Task to complete –
In your reply, write out the records exactly, each line intact.
*** Dataset excerpts ***
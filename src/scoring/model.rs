//! Lead scoring data model.

use serde::{Deserialize, Serialize};

use super::REQUIRED_FIELDS;
use super::pricing::PricingRecommendation;
use crate::error::ScoringError;
use crate::flow::answers::{AnswerValue, CollectedAnswers};
use crate::flow::validate::{parse_company_size, parse_day_count};

/// How soon the lead needs help, from the tender deadline.
#[derive(Debug, Clone, Copy, PartialEq, Eq, Serialize, Deserialize)]
#[serde(rename_all = "lowercase")]
pub enum Urgency {
    Low,
    Medium,
    High,
}

impl Urgency {
    /// high when `0 < days < 30`, medium for `30..=90`, low otherwise
    /// (including "no deadline").
    pub fn from_tender_days(days: u32) -> Self {
        match days {
            1..=29 => Self::High,
            30..=90 => Self::Medium,
            _ => Self::Low,
        }
    }

    pub fn as_str(&self) -> &'static str {
        match self {
            Self::Low => "low",
            Self::Medium => "medium",
            Self::High => "high",
        }
    }
}

impl std::fmt::Display for Urgency {
    fn fmt(&self, f: &mut std::fmt::Formatter<'_>) -> std::fmt::Result {
        write!(f, "{}", self.as_str())
    }
}

/// Next step the sales team should take.
#[derive(Debug, Clone, Copy, PartialEq, Eq, Serialize, Deserialize)]
pub enum RecommendedAction {
    #[serde(rename = "BOOK_FREE_CONSULT")]
    BookFreeConsult,
    #[serde(rename = "BUY_50_ASSESSMENT")]
    Buy50Assessment,
    #[serde(rename = "NURTURE")]
    Nurture,
}

impl RecommendedAction {
    pub const CONSULT_THRESHOLD: u8 = 70;
    pub const ASSESSMENT_THRESHOLD: u8 = 40;

    pub fn from_score(score: u8) -> Self {
        if score >= Self::CONSULT_THRESHOLD {
            Self::BookFreeConsult
        } else if score >= Self::ASSESSMENT_THRESHOLD {
            Self::Buy50Assessment
        } else {
            Self::Nurture
        }
    }

    pub fn as_str(&self) -> &'static str {
        match self {
            Self::BookFreeConsult => "BOOK_FREE_CONSULT",
            Self::Buy50Assessment => "BUY_50_ASSESSMENT",
            Self::Nurture => "NURTURE",
        }
    }
}

impl std::fmt::Display for RecommendedAction {
    fn fmt(&self, f: &mut std::fmt::Formatter<'_>) -> std::fmt::Result {
        write!(f, "{}", self.as_str())
    }
}

/// Coarse company size used for scoring and the pricing tier label.
#[derive(Debug, Clone, Copy, PartialEq, Eq, Serialize, Deserialize)]
#[serde(rename_all = "lowercase")]
pub enum SizeBand {
    Small,
    Medium,
    Large,
}

impl SizeBand {
    pub fn from_employees(count: u32) -> Self {
        match count {
            0..=25 => Self::Small,
            26..=100 => Self::Medium,
            _ => Self::Large,
        }
    }

    pub fn as_str(&self) -> &'static str {
        match self {
            Self::Small => "small",
            Self::Medium => "medium",
            Self::Large => "large",
        }
    }
}

/// The size answer as given: a category or a head count.
#[derive(Debug, Clone, Copy, PartialEq, Eq)]
pub enum CompanySize {
    Category(SizeBand),
    Employees(u32),
}

impl CompanySize {
    pub fn band(&self) -> SizeBand {
        match self {
            Self::Category(band) => *band,
            Self::Employees(n) => SizeBand::from_employees(*n),
        }
    }
}

impl std::fmt::Display for CompanySize {
    fn fmt(&self, f: &mut std::fmt::Formatter<'_>) -> std::fmt::Result {
        match self {
            Self::Category(band) => write!(f, "{}", band.as_str()),
            Self::Employees(n) => write!(f, "{n}-employee"),
        }
    }
}

/// Typed view of a completed readiness interview.
#[derive(Debug, Clone, PartialEq, Eq)]
pub struct LeadProfile {
    pub contact_name: String,
    pub company_name: String,
    pub size: CompanySize,
    pub tender_days: u32,
    pub industry: String,
    pub current_esg_status: String,
    pub pain_points: String,
    pub email: Option<String>,
}

impl LeadProfile {
    /// Interpret raw answers. Missing required fields are reported together;
    /// a present field that cannot be read is reported on its own.
    pub fn from_answers(answers: &CollectedAnswers) -> Result<Self, ScoringError> {
        let missing: Vec<String> = REQUIRED_FIELDS
            .iter()
            .filter(|f| !answers.contains(f))
            .map(|f| f.to_string())
            .collect();
        if !missing.is_empty() {
            return Err(ScoringError::IncompleteInterview { missing });
        }

        Ok(Self {
            contact_name: text(answers, "contact_name")?,
            company_name: text(answers, "company_name")?,
            size: company_size(answers)?,
            tender_days: tender_days(answers)?,
            industry: text(answers, "industry")?,
            current_esg_status: text(answers, "current_esg_status")?,
            pain_points: text(answers, "pain_points")?,
            email: answers
                .get("email")
                .and_then(AnswerValue::as_text)
                .map(String::from),
        })
    }
}

fn invalid(field: &str, reason: impl Into<String>) -> ScoringError {
    ScoringError::InvalidAnswer {
        field: field.to_string(),
        reason: reason.into(),
    }
}

fn text(answers: &CollectedAnswers, field: &str) -> Result<String, ScoringError> {
    match answers.get(field) {
        Some(AnswerValue::Text(s)) if !s.trim().is_empty() => Ok(s.trim().to_string()),
        Some(AnswerValue::Text(_)) => Err(invalid(field, "empty answer")),
        Some(AnswerValue::Number(n)) => Ok(n.to_string()),
        None => Err(ScoringError::IncompleteInterview {
            missing: vec![field.to_string()],
        }),
    }
}

fn tender_days(answers: &CollectedAnswers) -> Result<u32, ScoringError> {
    match answers.get("tender_days") {
        Some(AnswerValue::Number(n)) => Ok(*n),
        Some(AnswerValue::Text(s)) => parse_day_count(s)
            .ok_or_else(|| invalid("tender_days", format!("not a day count: {s:?}"))),
        None => Err(ScoringError::IncompleteInterview {
            missing: vec!["tender_days".into()],
        }),
    }
}

fn company_size(answers: &CollectedAnswers) -> Result<CompanySize, ScoringError> {
    let parsed = match answers.get("size") {
        Some(AnswerValue::Number(0)) => None,
        Some(AnswerValue::Number(n)) => Some(AnswerValue::Number(*n)),
        Some(AnswerValue::Text(s)) => parse_company_size(s),
        None => {
            return Err(ScoringError::IncompleteInterview {
                missing: vec!["size".into()],
            });
        }
    };
    match parsed {
        Some(AnswerValue::Number(n)) => Ok(CompanySize::Employees(n)),
        Some(AnswerValue::Text(category)) => match category.as_str() {
            "small" => Ok(CompanySize::Category(SizeBand::Small)),
            "medium" => Ok(CompanySize::Category(SizeBand::Medium)),
            _ => Ok(CompanySize::Category(SizeBand::Large)),
        },
        None => Err(invalid("size", "expected small, medium, large or an employee count")),
    }
}

/// Points awarded by each additive term.
#[derive(Debug, Clone, Copy, Default, PartialEq, Eq, Serialize, Deserialize)]
pub struct ScoreBreakdown {
    pub tender: u8,
    pub size: u8,
    pub maturity: u8,
    pub industry: u8,
}

impl ScoreBreakdown {
    /// Sum of all terms, capped at 100.
    pub fn total(&self) -> u8 {
        let sum = self.tender as u16 + self.size as u16 + self.maturity as u16 + self.industry as u16;
        sum.min(100) as u8
    }
}

/// Outcome of scoring one lead. Immutable once computed.
#[derive(Debug, Clone, PartialEq, Serialize, Deserialize)]
pub struct ScoreResult {
    pub score: u8,
    pub urgency: Urgency,
    pub action: RecommendedAction,
    pub lead_brief: String,
    pub focus_points: Vec<String>,
    pub opening_questions: Vec<String>,
    pub pricing_recommendation: PricingRecommendation,
    pub breakdown: ScoreBreakdown,
}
*** End of Dataset excerpts ***
Exercise response –
filename src/scoring/model.rs
//! Lead scoring data model.

use serde::{Deserialize, Serialize};

use super::REQUIRED_FIELDS;
use super::pricing::PricingRecommendation;
use crate::error::ScoringError;
use crate::flow::answers::{AnswerValue, CollectedAnswers};
use crate::flow::validate::{parse_company_size, parse_day_count};

/// How soon the lead needs help, from the tender deadline.
#[derive(Debug, Clone, Copy, PartialEq, Eq, Serialize, Deserialize)]
#[serde(rename_all = "lowercase")]
pub enum Urgency {
    Low,
    Medium,
    High,
}

impl Urgency {
    /// high when `0 < days < 30`, medium for `30..=90`, low otherwise
    /// (including "no deadline").
    pub fn from_tender_days(days: u32) -> Self {
        match days {
            1..=29 => Self::High,
            30..=90 => Self::Medium,
            _ => Self::Low,
        }
    }

    pub fn as_str(&self) -> &'static str {
        match self {
            Self::Low => "low",
            Self::Medium => "medium",
            Self::High => "high",
        }
    }
}

impl std::fmt::Display for Urgency {
    fn fmt(&self, f: &mut std::fmt::Formatter<'_>) -> std::fmt::Result {
        write!(f, "{}", self.as_str())
    }
}

/// Next step the sales team should take.
#[derive(Debug, Clone, Copy, PartialEq, Eq, Serialize, Deserialize)]
pub enum RecommendedAction {
    #[serde(rename = "BOOK_FREE_CONSULT")]
    BookFreeConsult,
    #[serde(rename = "BUY_50_ASSESSMENT")]
    Buy50Assessment,
    #[serde(rename = "NURTURE")]
    Nurture,
}

impl RecommendedAction {
    pub const CONSULT_THRESHOLD: u8 = 70;
    pub const ASSESSMENT_THRESHOLD: u8 = 40;

    pub fn from_score(score: u8) -> Self {
        if score >= Self::CONSULT_THRESHOLD {
            Self::BookFreeConsult
        } else if score >= Self::ASSESSMENT_THRESHOLD {
            Self::Buy50Assessment
        } else {
            Self::Nurture
        }
    }

    pub fn as_str(&self) -> &'static str {
        match self {
            Self::BookFreeConsult => "BOOK_FREE_CONSULT",
            Self::Buy50Assessment => "BUY_50_ASSESSMENT",
            Self::Nurture => "NURTURE",
        }
    }
}

impl std::fmt::Display for RecommendedAction {
    fn fmt(&self, f: &mut std::fmt::Formatter<'_>) -> std::fmt::Result {
        write!(f, "{}", self.as_str())
    }
}

/// Coarse company size used for scoring and the pricing tier label.
#[derive(Debug, Clone, Copy, PartialEq, Eq, Serialize, Deserialize)]
#[serde(rename_all = "lowercase")]
pub enum SizeBand {
    Small,
    Medium,
    Large,
}

impl SizeBand {
    pub fn from_employees(count: u32) -> Self {
        match count {
            0..=25 => Self::Small,
            26..=100 => Self::Medium,
            _ => Self::Large,
        }
    }

    pub fn as_str(&self) -> &'static str {
        match self {
            Self::Small => "small",
            Self::Medium => "medium",
            Self::Large => "large",
        }
    }
}

/// The size answer as given: a category or a head count.
#[derive(Debug, Clone, Copy, PartialEq, Eq)]
pub enum CompanySize {
    Category(SizeBand),
    Employees(u32),
}

impl CompanySize {
    pub fn band(&self) -> SizeBand {
        match self {
            Self::Category(band) => *band,
            Self::Employees(n) => SizeBand::from_employees(*n),
        }
    }
}

impl std::fmt::Display for CompanySize {
    fn fmt(&self, f: &mut std::fmt::Formatter<'_>) -> std::fmt::Result {
        match self {
            Self::Category(band) => write!(f, "{}", band.as_str()),
            Self::Employees(n) => write!(f, "{n}-employee"),
        }
    }
}

/// Typed view of a completed readiness interview.
#[derive(Debug, Clone, PartialEq, Eq)]
pub struct LeadProfile {
    pub contact_name: String,
    pub company_name: String,
    pub size: CompanySize,
    pub tender_days: u32,
    pub industry: String,
    pub current_esg_status: String,
    pub pain_points: String,
    pub email: Option<String>,
}

impl LeadProfile {
    /// Interpret raw answers. Missing required fields are reported together;
    /// a present field that cannot be read is reported on its own.
    pub fn from_answers(answers: &CollectedAnswers) -> Result<Self, ScoringError> {
        let missing: Vec<String> = REQUIRED_FIELDS
            .iter()
            .filter(|f| !answers.contains(f))
            .map(|f| f.to_string())
            .collect();
        if !missing.is_empty() {
            return Err(ScoringError::IncompleteInterview { missing });
        }

        Ok(Self {
            contact_name: text(answers, "contact_name")?,
            company_name: text(answers, "company_name")?,
            size: company_size(answers)?,
            tender_days: tender_days(answers)?,
            industry: text(answers, "industry")?,
            current_esg_status: text(answers, "current_esg_status")?,
            pain_points: text(answers, "pain_points")?,
            email: answers
                .get("email")
                .and_then(AnswerValue::as_text)
                .map(String::from),
        })
    }
}

fn invalid(field: &str, reason: impl Into<String>) -> ScoringError {
    ScoringError::InvalidAnswer {
        field: field.to_string(),
        reason: reason.into(),
    }
}

fn text(answers: &CollectedAnswers, field: &str) -> Result<String, ScoringError> {
    match answers.get(field) {
        Some(AnswerValue::Text(s)) if !s.trim().is_empty() => Ok(s.trim().to_string()),
        Some(AnswerValue::Text(_)) => Err(invalid(field, "empty answer")),
        Some(AnswerValue::Number(n)) => Ok(n.to_string()),
        None => Err(ScoringError::IncompleteInterview {
            missing: vec![field.to_string()],
        }),
    }
}

fn tender_days(answers: &CollectedAnswers) -> Result<u32, ScoringError> {
    match answers.get("tender_days") {
        Some(AnswerValue::Number(n)) => Ok(*n),
        Some(AnswerValue::Text(s)) => parse_day_count(s)
            .ok_or_else(|| invalid("tender_days", format!("not a day count: {s:?}"))),
        None => Err(ScoringError::IncompleteInterview {
            missing: vec!["tender_days".into()],
        }),
    }
}

fn company_size(answers: &CollectedAnswers) -> Result<CompanySize, ScoringError> {
    let parsed = match answers.get("size") {
        Some(AnswerValue::Number(0)) => None,
        Some(AnswerValue::Number(n)) => Some(AnswerValue::Number(*n)),
        Some(AnswerValue::Text(s)) => parse_company_size(s),
        None => {
            return Err(ScoringError::IncompleteInterview {
                missing: vec!["size".into()],
            });
        }
    };
    match parsed {
        Some(AnswerValue::Number(n)) => Ok(CompanySize::Employees(n)),
        Some(AnswerValue::Text(category)) => match category.as_str() {
            "small" => Ok(CompanySize::Category(SizeBand::Small)),
            "medium" => Ok(CompanySize::Category(SizeBand::Medium)),
            _ => Ok(CompanySize::Category(SizeBand::Large)),
        },
        None => Err(invalid("size", "expected small, medium, large or an employee count")),
    }
}

/// Points awarded by each additive term.
#[derive(Debug, Clone, Copy, Default, PartialEq, Eq, Serialize, Deserialize)]
pub struct ScoreBreakdown {
    pub tender: u8,
    pub size: u8,
    pub maturity: u8,
    pub industry: u8,
}

impl ScoreBreakdown {
    /// Sum of all terms, capped at 100.
    pub fn total(&self) -> u8 {
        let sum = self.tender as u16 + self.size as u16 + self.maturity as u16 + self.industry as u16;
        sum.min(100) as u8
    }
}

/// Outcome of scoring one lead. Immutable once computed.
#[derive(Debug, Clone, PartialEq, Serialize, Deserialize)]
pub struct ScoreResult {
    pub score: u8,
    pub urgency: Urgency,
    pub action: RecommendedAction,
    pub lead_brief: String,
    pub focus_points: Vec<String>,
    pub opening_questions: Vec<String>,
    pub pricing_recommendation: PricingRecommendation,
    pub breakdown: ScoreBreakdown,
}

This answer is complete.